What is Health Education and Why is it Important?
Health education is giving people the
skills, tools, and knowledge to live healthier. It has been proven to reduce
early death, preventable diseases, and it is cheaper than treating the
illnesses it prevents.
What are Examples of Health Education?
Health education is everything from signs
reminding someone to wash hands in the bathroom to courses on advanced
nutrition. It can happen at the personal level or the community level. It can
be in advertising and workplace incentive programs.
What is the Main Purpose of Health Education?
The main purpose of health education is to
teach people how to make healthier choices. This could happen at the individual
level through the societal level. It offers the skills, training, and knowledge to decrease
illness and preventable diseases.
Where is Health Educators Employed?
• In schools health educators teach health
as a subject and promote and implement Coordinated School Health Programs,
including health services, student, staff and parent health education, and
promote healthy school environments and school-community partnerships. At the
school district level they develop education methods and materials; coordinate,
promote, and evaluate programs; and write funding proposals.
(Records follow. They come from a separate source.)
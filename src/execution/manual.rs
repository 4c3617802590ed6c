//! Manual task launcher.
//!
//! Each manual task runs on its own OS thread, named `manual-<name>`, outside
//! the scheduled worker pool. At most one live execution exists per name.
//! Stopping is cooperative: the launcher sets the task's stop signal and polls
//! the thread for a bounded grace period. A thread still alive when the grace
//! elapses is marked `Unresponsive` and stays tracked.

use serde::Serialize;
use std::collections::HashMap;
use std::panic::{self, AssertUnwindSafe};
use std::sync::atomic::{AtomicBool, Ordering};
use std::sync::{Arc, Mutex};
use std::thread::{self, JoinHandle};
use std::time::{Duration, Instant};
use thiserror::Error;
use tokio::task::JoinSet;
use tracing::{debug, error, info, warn};

use super::panic_message;
use super::record::{ExecutionRecord, ExecutionStatus};
use crate::core::lock;
use crate::core::stop::StopSignal;
use crate::core::task::{ExecutionKind, Task, TaskArgs, TaskContext, TaskError};
use crate::core::types::RunId;
use crate::notify::Notifier;

/// Default time a stopped task gets to return.
pub const DEFAULT_STOP_GRACE: Duration = Duration::from_secs(30);

/// Poll interval while waiting for a stopped thread.
const STOP_POLL_INTERVAL: Duration = Duration::from_millis(100);

/// Errors launching a manual task.
#[derive(Debug, Error)]
pub enum LaunchError {
    /// A live execution already uses this name.
    #[error("manual task '{0}' is already running")]
    AlreadyRunning(String),

    /// The OS refused to create the thread.
    #[error("failed to spawn thread for manual task '{name}': {source}")]
    Spawn {
        name: String,
        #[source]
        source: std::io::Error,
    },

    /// The launcher no longer accepts work.
    #[error("scheduler is stopped")]
    SchedulerStopped,
}

/// Result of a stop request.
#[derive(Debug, Clone, Copy, PartialEq, Eq, Serialize)]
#[serde(rename_all = "snake_case")]
pub enum StopOutcome {
    /// Nothing was registered under the name.
    NotRunning,
    /// The task had already returned; its record was reaped.
    AlreadyFinished,
    /// The task returned within the grace period.
    Stopped,
    /// The grace period elapsed with the thread still alive.
    ForcedStopRequired,
}

impl StopOutcome {
    /// Only a task that ignored its stop signal counts as a failure.
    pub fn is_success(&self) -> bool {
        !matches!(self, StopOutcome::ForcedStopRequired)
    }
}

#[derive(Debug)]
struct ManualEntry {
    run_id: RunId,
    record: Arc<Mutex<ExecutionRecord>>,
    stop: StopSignal,
    thread: JoinHandle<()>,
}

#[derive(Debug)]
struct Inner {
    entries: Mutex<HashMap<String, ManualEntry>>,
    notifier: Notifier,
    stop_grace: Duration,
    closed: AtomicBool,
}

/// Registry and launcher for manual tasks. Cheap to clone.
#[derive(Debug, Clone)]
pub struct ManualTasks {
    inner: Arc<Inner>,
}

impl ManualTasks {
    pub fn new(notifier: Notifier, stop_grace: Duration) -> Self {
        Self {
            inner: Arc::new(Inner {
                entries: Mutex::new(HashMap::new()),
                notifier,
                stop_grace,
                closed: AtomicBool::new(false),
            }),
        }
    }

    /// Grace period used by [`stop`](Self::stop) and [`stop_all`](Self::stop_all).
    pub fn stop_grace(&self) -> Duration {
        self.inner.stop_grace
    }

    /// Refuse further launches.
    pub fn close(&self) {
        self.inner.closed.store(true, Ordering::SeqCst);
    }

    pub fn is_closed(&self) -> bool {
        self.inner.closed.load(Ordering::SeqCst)
    }

    /// Launch `task` on a dedicated thread under `name`.
    pub fn start(
        &self,
        name: impl Into<String>,
        task: Arc<dyn Task>,
        args: TaskArgs,
    ) -> Result<RunId, LaunchError> {
        let name = name.into();
        if self.is_closed() {
            return Err(LaunchError::SchedulerStopped);
        }
        let notifier = &self.inner.notifier;

        let mut entries = lock(&self.inner.entries);
        if let Some(entry) = entries.get(&name) {
            if !entry.thread.is_finished() {
                warn!(task = %name, "manual task already running, refusing launch");
                notifier.notify(format!("Manual task '{name}' is already running"));
                return Err(LaunchError::AlreadyRunning(name));
            }
            entries.remove(&name);
            debug!(task = %name, "reaped finished manual task before relaunch");
        }

        let record = ExecutionRecord::start(&name, ExecutionKind::Manual, args.clone());
        let run_id = record.run_id;
        let record = Arc::new(Mutex::new(record));
        let stop = StopSignal::new(&name);
        let ctx = TaskContext::new(
            &name,
            ExecutionKind::Manual,
            args,
            stop.clone(),
            notifier.clone(),
        );

        // The thread takes the record lock before running the task, so every
        // message it emits follows "started".
        let announced = lock(&record);
        let spawned = thread::Builder::new().name(format!("manual-{name}")).spawn({
            let record = Arc::clone(&record);
            let notifier = notifier.clone();
            move || run_manual(task, ctx, record, notifier)
        });
        let thread = match spawned {
            Ok(thread) => thread,
            Err(source) => {
                error!(task = %name, error = %source, "failed to spawn manual task thread");
                notifier.notify(format!("Manual task '{name}' failed to start: {source}"));
                return Err(LaunchError::Spawn { name, source });
            }
        };
        notifier.notify(format!("Manual task '{name}' started"));
        drop(announced);

        info!(task = %name, run_id = %run_id, "manual task started");
        entries.insert(
            name,
            ManualEntry {
                run_id,
                record,
                stop,
                thread,
            },
        );
        Ok(run_id)
    }

    /// Copy of the record registered under `name`.
    ///
    /// A record whose thread has ended is returned one last time and reaped.
    pub fn lookup(&self, name: &str) -> Option<ExecutionRecord> {
        let mut entries = lock(&self.inner.entries);
        let entry = entries.get(name)?;
        let record = lock(&entry.record).clone();
        if entry.thread.is_finished() {
            entries.remove(name);
        }
        Some(record)
    }

    /// Stop `name` using the default grace period.
    pub async fn stop(&self, name: &str) -> StopOutcome {
        self.stop_with_grace(name, self.inner.stop_grace).await
    }

    /// Request a stop and wait up to `grace` for the thread to end.
    pub async fn stop_with_grace(&self, name: &str, grace: Duration) -> StopOutcome {
        let notifier = &self.inner.notifier;

        let (run_id, record, owner) = {
            let mut entries = lock(&self.inner.entries);
            let Some(entry) = entries.get(name) else {
                debug!(task = %name, "stop requested for unknown manual task");
                return StopOutcome::NotRunning;
            };
            if entry.thread.is_finished() {
                entries.remove(name);
                debug!(task = %name, "stop requested for finished manual task");
                return StopOutcome::AlreadyFinished;
            }

            let mut record = lock(&entry.record);
            let owner = matches!(
                record.status,
                ExecutionStatus::Running | ExecutionStatus::Unresponsive
            );
            if owner {
                record.mark_stopping();
                // Sent under the record lock so it precedes the thread's own outcome.
                info!(task = %name, grace_secs = grace.as_secs_f64(), "stopping manual task");
                notifier.notify(format!("Stopping manual task '{name}'"));
            }
            entry.stop.request_stop();
            (entry.run_id, Arc::clone(&entry.record), owner)
        };

        // A grace too large to express as an instant has no deadline.
        let deadline = Instant::now().checked_add(grace);
        loop {
            if self.reap_if_finished(name, run_id) {
                // A task that failed while stopping has already reported it.
                let failed = lock(&record).status == ExecutionStatus::Failed;
                if owner && !failed {
                    info!(task = %name, "manual task stopped");
                    notifier.notify(format!("Manual task '{name}' stopped"));
                }
                return StopOutcome::Stopped;
            }
            let pause = match deadline {
                Some(deadline) => {
                    let remaining = deadline.saturating_duration_since(Instant::now());
                    if remaining.is_zero() {
                        break;
                    }
                    STOP_POLL_INTERVAL.min(remaining)
                }
                None => STOP_POLL_INTERVAL,
            };
            tokio::time::sleep(pause).await;
        }

        {
            let entries = lock(&self.inner.entries);
            if let Some(entry) = entries.get(name).filter(|entry| entry.run_id == run_id) {
                lock(&entry.record).mark_unresponsive();
            }
        }
        if owner {
            warn!(task = %name, grace_secs = grace.as_secs_f64(), "manual task ignored stop request");
            notifier.notify(format!(
                "Manual task '{name}' did not stop within {}s, forced stop required",
                grace.as_secs()
            ));
        }
        StopOutcome::ForcedStopRequired
    }

    /// Stop every registered task concurrently with the default grace.
    pub async fn stop_all(&self) -> Vec<(String, StopOutcome)> {
        self.stop_all_within(self.inner.stop_grace).await
    }

    /// Stop every registered task concurrently, each within `grace`.
    ///
    /// Results are sorted by task name.
    pub async fn stop_all_within(&self, grace: Duration) -> Vec<(String, StopOutcome)> {
        let names: Vec<String> = lock(&self.inner.entries).keys().cloned().collect();

        let mut stops = JoinSet::new();
        for name in names {
            let tasks = self.clone();
            stops.spawn(async move {
                let outcome = tasks.stop_with_grace(&name, grace).await;
                (name, outcome)
            });
        }

        let mut results = Vec::new();
        while let Some(joined) = stops.join_next().await {
            match joined {
                Ok(result) => results.push(result),
                Err(e) => warn!(error = %e, "stop task did not complete"),
            }
        }
        results.sort_by(|a, b| a.0.cmp(&b.0));
        results
    }

    /// Names of live tasks that are not marked unresponsive, sorted.
    pub fn running_names(&self) -> Vec<String> {
        self.names_where(|status| status != ExecutionStatus::Unresponsive)
    }

    /// Names of live tasks that ignored a stop request, sorted.
    pub fn unresponsive_names(&self) -> Vec<String> {
        self.names_where(|status| status == ExecutionStatus::Unresponsive)
    }

    fn names_where(&self, keep: impl Fn(ExecutionStatus) -> bool) -> Vec<String> {
        let mut entries = lock(&self.inner.entries);
        entries.retain(|_, entry| !entry.thread.is_finished());
        let mut names: Vec<String> = entries
            .iter()
            .filter(|(_, entry)| keep(lock(&entry.record).status))
            .map(|(name, _)| name.clone())
            .collect();
        names.sort();
        names
    }

    /// Whether the run is over; removes its entry if so.
    fn reap_if_finished(&self, name: &str, run_id: RunId) -> bool {
        let mut entries = lock(&self.inner.entries);
        match entries.get(name) {
            Some(entry) if entry.run_id == run_id => {
                if entry.thread.is_finished() {
                    entries.remove(name);
                    true
                } else {
                    false
                }
            }
            // Reaped by someone else, or replaced by a newer run.
            _ => true,
        }
    }
}

fn run_manual(
    task: Arc<dyn Task>,
    ctx: TaskContext,
    record: Arc<Mutex<ExecutionRecord>>,
    notifier: Notifier,
) {
    let name = ctx.name().to_string();
    drop(lock(&record));
    let started = Instant::now();
    let result = panic::catch_unwind(AssertUnwindSafe(|| task.execute(&ctx)))
        .unwrap_or_else(|payload| Err(TaskError::Panicked(panic_message(payload.as_ref()))));
    let elapsed = started.elapsed();

    let message = {
        let mut record = lock(&record);
        let forced = record.status == ExecutionStatus::Unresponsive;
        let stop_requested = ctx.should_stop();
        let message = match result {
            Err(TaskError::Stopped) => {
                record.mark_stopped(elapsed);
                info!(task = %name, "manual task honoured stop request");
                None
            }
            Ok(output) => {
                record.mark_completed(output, elapsed);
                info!(task = %name, elapsed_ms = elapsed.as_millis(), "manual task completed");
                Some(format!(
                    "Manual task '{name}' completed in {:.2}s",
                    elapsed.as_secs_f64()
                ))
            }
            Err(e) => {
                error!(task = %name, error = %e, "manual task failed");
                let message = format!("Manual task '{name}' failed: {e}");
                record.mark_failed(e.to_string(), elapsed);
                Some(message)
            }
        };
        if forced {
            Some(format!("Manual task '{name}' finished after a forced stop was requested"))
        } else if stop_requested && record.status != ExecutionStatus::Failed {
            // The stop caller reports the outcome.
            None
        } else {
            message
        }
    };

    if let Some(message) = message {
        notifier.notify(message);
    }
}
• Working on a college/university campus,
health educators are part of a team working to create an environment in which
students feel empowered to make healthy choices and create a caring community.
They identify needs; advocate and do community organizing; teach whole courses
or individual classes; develop mass media campaigns; and train peer educators,
counselors, and/or advocates. They address issues related to disease
prevention; consumer, environmental, emotional, sexual health; first aid,
safety and disaster preparedness; substance abuse prevention; human growth and
development; and nutrition and eating issues. They may manage grants and
conduct research.
• In companies, health educators perform or
coordinate employee counseling as well as education services, employee health
risk appraisals, and health screenings. They design, promote, lead and/or
evaluate programs about weight control, hypertension, nutrition, substance
abuse prevention, physical fitness, stress management and smoking cessation;
develop educational materials; and write grants for money to support these
projects. They help companies meet occupational health and safety regulations,
work with the media, and identify community health resources for employees.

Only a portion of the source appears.